Wurtzite GaN/AlN/GaN on Si(111)

Introduction

This tutorial presents how to model wurtzite heterostructures grown on zincblende (111) substrates. Here the presented example is GaN/AlN/GaN heterostructure (see — EDU — Piezo- and Pyroelectric charges in GaN/AlN/GaN wurtzite heterostructure) with the substrate replaced by equivalence of Si(111).

As nextnano++ does not support simulations containing materials of different symmetries, it is natively not possible to define wurtzite heterostructure with zincblende substrate, and vice versa. However, one can use certain simple workaround for special cases.

Solution for a special case

Let’s consider a substrate made of any material having zincblende or diamond structure with the surface (111) being prepared for the epitaxial growth. Let’s also assume that the heterostructure deposited on that surface has wurtzite symmetry oriented respective to the substrate in a way that the [0001] being perpendicular to the substrate surface (parallel to the growth direction).

Based on basic geometrical considerations (see Figure 2.5.18.22), the last monolayer of the substrate can be modelled as the last layer of some artificial material with wurtzite symmetry of proper lattice constant, somehow related to the real material of the substrate. In other words, it can be seen that the last monoatomic layer in the plane (111) of zincblende or diamond crystals have exactly the same symmetry as a monoatomic layer in the place (0001) of wurtzite crystals.

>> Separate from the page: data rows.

use crate::common::EnvVars;
use crate::environment::Environment;
use crate::error::{render_error_chain, ExecutionError, ExecutionResult};
use crate::exit::exit_code_for;
use crate::provider::ExternalProvider;
use std::io::{Read, Write};
use std::time::Duration;
use tokio_util::sync::CancellationToken;
use tracing::{error, info, warn, Level};
use tracing_subscriber::{EnvFilter, FmtSubscriber};

pub const LOG_ENV: &str = "HOSTWIRE_LOG";
pub const TIMEOUT_ENV: &str = "HOSTWIRE_PROVIDER_TIMEOUT_SECS";

/// Installs the global subscriber. Logs go to stderr because stdout carries
/// the protocol payload.
pub fn init_tracing() -> Result<(), Box<dyn std::error::Error + Send + Sync>> {
    let subscriber = FmtSubscriber::builder()
        .with_max_level(Level::INFO)
        .with_env_filter(
            EnvFilter::try_from_env(LOG_ENV).unwrap_or_else(|_| EnvFilter::new("warn")),
        )
        .with_writer(std::io::stderr)
        .finish();
    tracing::subscriber::set_global_default(subscriber)?;
    Ok(())
}

#[derive(Debug, Clone, Default, PartialEq, Eq)]
pub struct RunnerConfig {
    /// Cancel the invocation once this much time has passed.
    pub timeout: Option<Duration>,
}

impl RunnerConfig {
    pub fn from_env() -> Self {
        let env: EnvVars = std::env::vars().collect();
        Self::from_vars(&env)
    }

    pub fn from_vars(env: &EnvVars) -> Self {
        let timeout = match env.get(TIMEOUT_ENV) {
            None => None,
            Some(raw) => match raw.trim().parse::<u64>() {
                Ok(0) => None,
                Ok(secs) => Some(Duration::from_secs(secs)),
                Err(_) => {
                    warn!(value = %raw, "Ignoring invalid {}", TIMEOUT_ENV);
                    None
                }
            },
        };
        Self { timeout }
    }
}

/// Entry point of a provider binary: resolves the process environment, runs
/// the command and reports through stdout, stderr and the returned exit code.
///
/// Ctrl-C cancels the in-flight provider call.
pub async fn run_provider<P>(provider: &P, config: &RunnerConfig) -> i32
where
    P: ExternalProvider + ?Sized,
{
    let cancel = CancellationToken::new();
    let on_interrupt = cancel.clone();
    let interrupt = tokio::spawn(async move {
        if tokio::signal::ctrl_c().await.is_ok() {
            warn!("Interrupted, cancelling provider call");
            on_interrupt.cancel();
        }
    });

    let env: EnvVars = std::env::vars().collect();
    let code = run_with(
        provider,
        config,
        &env,
        std::io::stdin(),
        &mut std::io::stdout(),
        &mut std::io::stderr(),
        cancel,
    )
    .await;

    interrupt.abort();
    code
}

/// Same as [`run_provider`] with every process resource passed in.
pub async fn run_with<P, R, O, E>(
    provider: &P,
    config: &RunnerConfig,
    env: &EnvVars,
    stdin: R,
    stdout: &mut O,
    stderr: &mut E,
    cancel: CancellationToken,
) -> i32
where
    P: ExternalProvider + ?Sized,
    R: Read + Send + 'static,
    O: Write,
    E: Write,
{
    let timer = config.timeout.map(|timeout| {
        let on_timeout = cancel.clone();
        tokio::spawn(async move {
            tokio::time::sleep(timeout).await;
            warn!(timeout_secs = timeout.as_secs(), "Provider call timed out");
            on_timeout.cancel();
        })
    });

    let result = execute(provider, env, stdin, &cancel).await;

    if let Some(timer) = timer {
        timer.abort();
    }

    let code = exit_code_for(&result);
    match result {
        Ok(payload) => {
            if !payload.is_empty() {
                if let Err(err) = stdout.write_all(payload.as_bytes()).and_then(|_| stdout.flush())
                {
                    let rendered = format!("Failed to write response to stdout: {err}");
                    error!(error = %err, "Failed to write response to stdout");
                    let _ = writeln!(stderr, "{rendered}");
                    return crate::exit::EXIT_CODE_FAILURE;
                }
            }
            info!("Provider command completed");
        }
        Err(err) => {
            let rendered = render_error_chain(&err);
            error!(exit_code = code, error = %rendered, "Provider command failed");
            // stderr is the last channel left; nothing to do if it is gone too.
            let _ = writeln!(stderr, "{rendered}");
        }
    }
    code
}

/// Resolves the environment on a blocking thread so a stalled stdin cannot
/// outlive the token, then dispatches.
async fn execute<P, R>(
    provider: &P,
    env: &EnvVars,
    stdin: R,
    cancel: &CancellationToken,
) -> ExecutionResult<String>
where
    P: ExternalProvider + ?Sized,
    R: Read + Send + 'static,
{
    let env = env.clone();
    let resolving = tokio::task::spawn_blocking(move || Environment::resolve(&env, stdin));

    let environment = tokio::select! {
        biased;
        _ = cancel.cancelled() => return Err(ExecutionError::ResolveCancelled),
        joined = resolving => joined.map_err(ExecutionError::ResolveTask)??,
    };
    environment.run(provider, cancel).await
}

#[cfg(test)]
mod tests {
    use super::*;
    use crate::common::vars;
    use crate::test_support::{config_file, full_env, instance, RecordingProvider};
    use hostwire_core::{ProviderError, ProviderInstance};
    use std::io::Cursor;

    async fn run_captured(
        provider: &RecordingProvider,
        env: &EnvVars,
        stdin: &str,
    ) -> (i32, String, String) {
        let mut stdout = Vec::new();
        let mut stderr = Vec::new();
        let code = run_with(
            provider,
            &RunnerConfig::default(),
            env,
            Cursor::new(stdin.to_string()),
            &mut stdout,
            &mut stderr,
            CancellationToken::new(),
        )
        .await;
        (
            code,
            String::from_utf8(stdout).unwrap(),
            String::from_utf8(stderr).unwrap(),
        )
    }

    #[test]
    fn test_runner_config_timeout_parsing() {
        let mut env = EnvVars::new();
        assert_eq!(RunnerConfig::from_vars(&env).timeout, None);

        env.insert(TIMEOUT_ENV.to_string(), "45".to_string());
        assert_eq!(
            RunnerConfig::from_vars(&env).timeout,
            Some(Duration::from_secs(45))
        );

        env.insert(TIMEOUT_ENV.to_string(), "0".to_string());
        assert_eq!(RunnerConfig::from_vars(&env).timeout, None);

        env.insert(TIMEOUT_ENV.to_string(), "soon".to_string());
        assert_eq!(RunnerConfig::from_vars(&env).timeout, None);
    }

    #[tokio::test]
    async fn test_list_writes_json_array_to_stdout() {
        let config = config_file();
        let env = full_env("ListInstances", &config);
        let provider = RecordingProvider::with_instances(vec![
            instance("vm-1", "runner-1"),
            instance("vm-2", "runner-2"),
        ]);

        let (code, stdout, stderr) = run_captured(&provider, &env, "").await;
        assert_eq!(code, 0);
        assert!(stderr.is_empty());
        let listed: Vec<ProviderInstance> = serde_json::from_str(&stdout).unwrap();
        assert_eq!(listed.len(), 2);
        assert_eq!(listed[0].provider_id, "vm-1");
        assert_eq!(listed[1].provider_id, "vm-2");
    }

    #[tokio::test]
    async fn test_delete_writes_nothing_to_stdout() {
        let config = config_file();
        let env = full_env("DeleteInstance", &config);
        let provider = RecordingProvider::new();

        let (code, stdout, _) = run_captured(&provider, &env, "").await;
        assert_eq!(code, 0);
        assert!(stdout.is_empty());
    }

    #[tokio::test]
    async fn test_validation_failure_reports_on_stderr() {
        let config = config_file();
        let mut env = full_env("DeleteInstance", &config);
        env.remove(vars::INSTANCE_ID);
        let provider = RecordingProvider::new();

        let (code, stdout, stderr) = run_captured(&provider, &env, "").await;
        assert_eq!(code, 1);
        assert!(stdout.is_empty());
        assert!(stderr.contains("instance ID"));
        assert!(provider.calls().is_empty());
    }

    #[tokio::test]
    async fn test_not_found_exits_with_reserved_code() {
        let config = config_file();
        let env = full_env("GetInstance", &config);
        let provider = RecordingProvider::failing(ProviderError::not_found("vm-1"));

        let (code, stdout, stderr) = run_captured(&provider, &env, "").await;
        assert_eq!(code, 30);
        assert!(stdout.is_empty());
        assert!(stderr.contains("Not found: vm-1"));
    }

    #[tokio::test]
    async fn test_duplicate_exits_with_reserved_code() {
        let config = config_file();
        let env = full_env("CreateInstance", &config);
        let provider = RecordingProvider::failing(ProviderError::duplicate("runner-1"));

        let (code, _, _) = run_captured(&provider, &env, r#"{"name":"runner-1"}"#).await;
        assert_eq!(code, 31);
    }

    #[tokio::test]
    async fn test_pre_cancelled_run_fails_generically() {
        let config = config_file();
        let env = full_env("StartInstance", &config);
        let provider = RecordingProvider::new();
        let cancel = CancellationToken::new();
        cancel.cancel();

        let mut stdout = Vec::new();
        let mut stderr = Vec::new();
        let code = run_with(
            &provider,
            &RunnerConfig::default(),
            &env,
            Cursor::new(String::new()),
            &mut stdout,
            &mut stderr,
            cancel,
        )
        .await;
        assert_eq!(code, 1);
        assert!(String::from_utf8(stderr).unwrap().contains("Cancelled"));
    }

    /// Stdout whose reader has gone away.
    struct ClosedPipe;

    impl Write for ClosedPipe {
        fn write(&mut self, _buf: &[u8]) -> std::io::Result<usize> {
            Err(std::io::Error::new(
                std::io::ErrorKind::BrokenPipe,
                "controller closed stdout",
            ))
        }

        fn flush(&mut self) -> std::io::Result<()> {
            Ok(())
        }
    }

    /// Stdin that blocks until `release` fires or its sender is dropped.
    struct StalledStdin {
        release: std::sync::mpsc::Receiver<()>,
    }

    impl Read for StalledStdin {
        fn read(&mut self, _buf: &mut [u8]) -> std::io::Result<usize> {
            let _ = self.release.recv();
            Ok(0)
        }
    }

    #[tokio::test]
    async fn test_stdout_write_failure_is_reported_on_stderr() {
        let config = config_file();
        let env = full_env("ListInstances", &config);
        let provider = RecordingProvider::with_instances(vec![instance("vm-1", "runner-1")]);

        let mut stderr = Vec::new();
        let code = run_with(
            &provider,
            &RunnerConfig::default(),
            &env,
            Cursor::new(String::new()),
            &mut ClosedPipe,
            &mut stderr,
            CancellationToken::new(),
        )
        .await;

        assert_eq!(code, crate::exit::EXIT_CODE_FAILURE);
        let stderr = String::from_utf8(stderr).unwrap();
        assert!(stderr.contains("Failed to write response to stdout"));
        assert!(stderr.contains("controller closed stdout"));
    }

    #[tokio::test]
    async fn test_timeout_interrupts_stalled_stdin() {
        let config = config_file();
        let env = full_env("CreateInstance", &config);
        let provider = RecordingProvider::new();
        let (release, stalled) = std::sync::mpsc::channel();
        let runner_config = RunnerConfig {
            timeout: Some(Duration::from_millis(50)),
        };

        let mut stdout = Vec::new();
        let mut stderr = Vec::new();
        let code = tokio::time::timeout(
            Duration::from_secs(5),
            run_with(
                &provider,
                &runner_config,
                &env,
                StalledStdin { release: stalled },
                &mut stdout,
                &mut stderr,
                CancellationToken::new(),
            ),
        )
        .await
        .expect("runner should give up on a stalled stdin");
        drop(release);

        assert_eq!(code, crate::exit::EXIT_CODE_FAILURE);
        assert!(stdout.is_empty());
        assert!(String::from_utf8(stderr)
            .unwrap()
            .contains("Cancelled while reading the execution environment"));
        assert!(provider.calls().is_empty());
    }
}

../../../../_images/nnpp_tut_tricks_zincblende_111.svg

Figure 2.5.18.22 Conventional unit cell of a zincblende crystal or diamond. (a) Crystallographic directions of cubic crystals are plotted. Lattice constant of the crystal is denoted as \(a_\mathrm{zb}\) (b) The unit cell is sliced through one of (111) planes. Crystallographic directions of wurtzite crystals which can be grown on such a plane are plotted. Lattice constant experienced by potentially deposited wurtzite material is denoted by \(a\).

Distances between the atoms in that monolayer constitute a lattice constant \(a\) of the artificial wurtzite crystal that can be used to define the substrate for the simulation. It’s lattice constant \(c\) does not matter here. Based on forementioned geometrical considerations, if the lattice constant of the zincblende substrate is \(a_{zb}\), then

(2.5.18.1)\[a =\frac{a_{zb}}{\sqrt{2}}\]

for the artificial, corresponding wurtzite material.

Respective thermal expansion coefficients follow the same transformation.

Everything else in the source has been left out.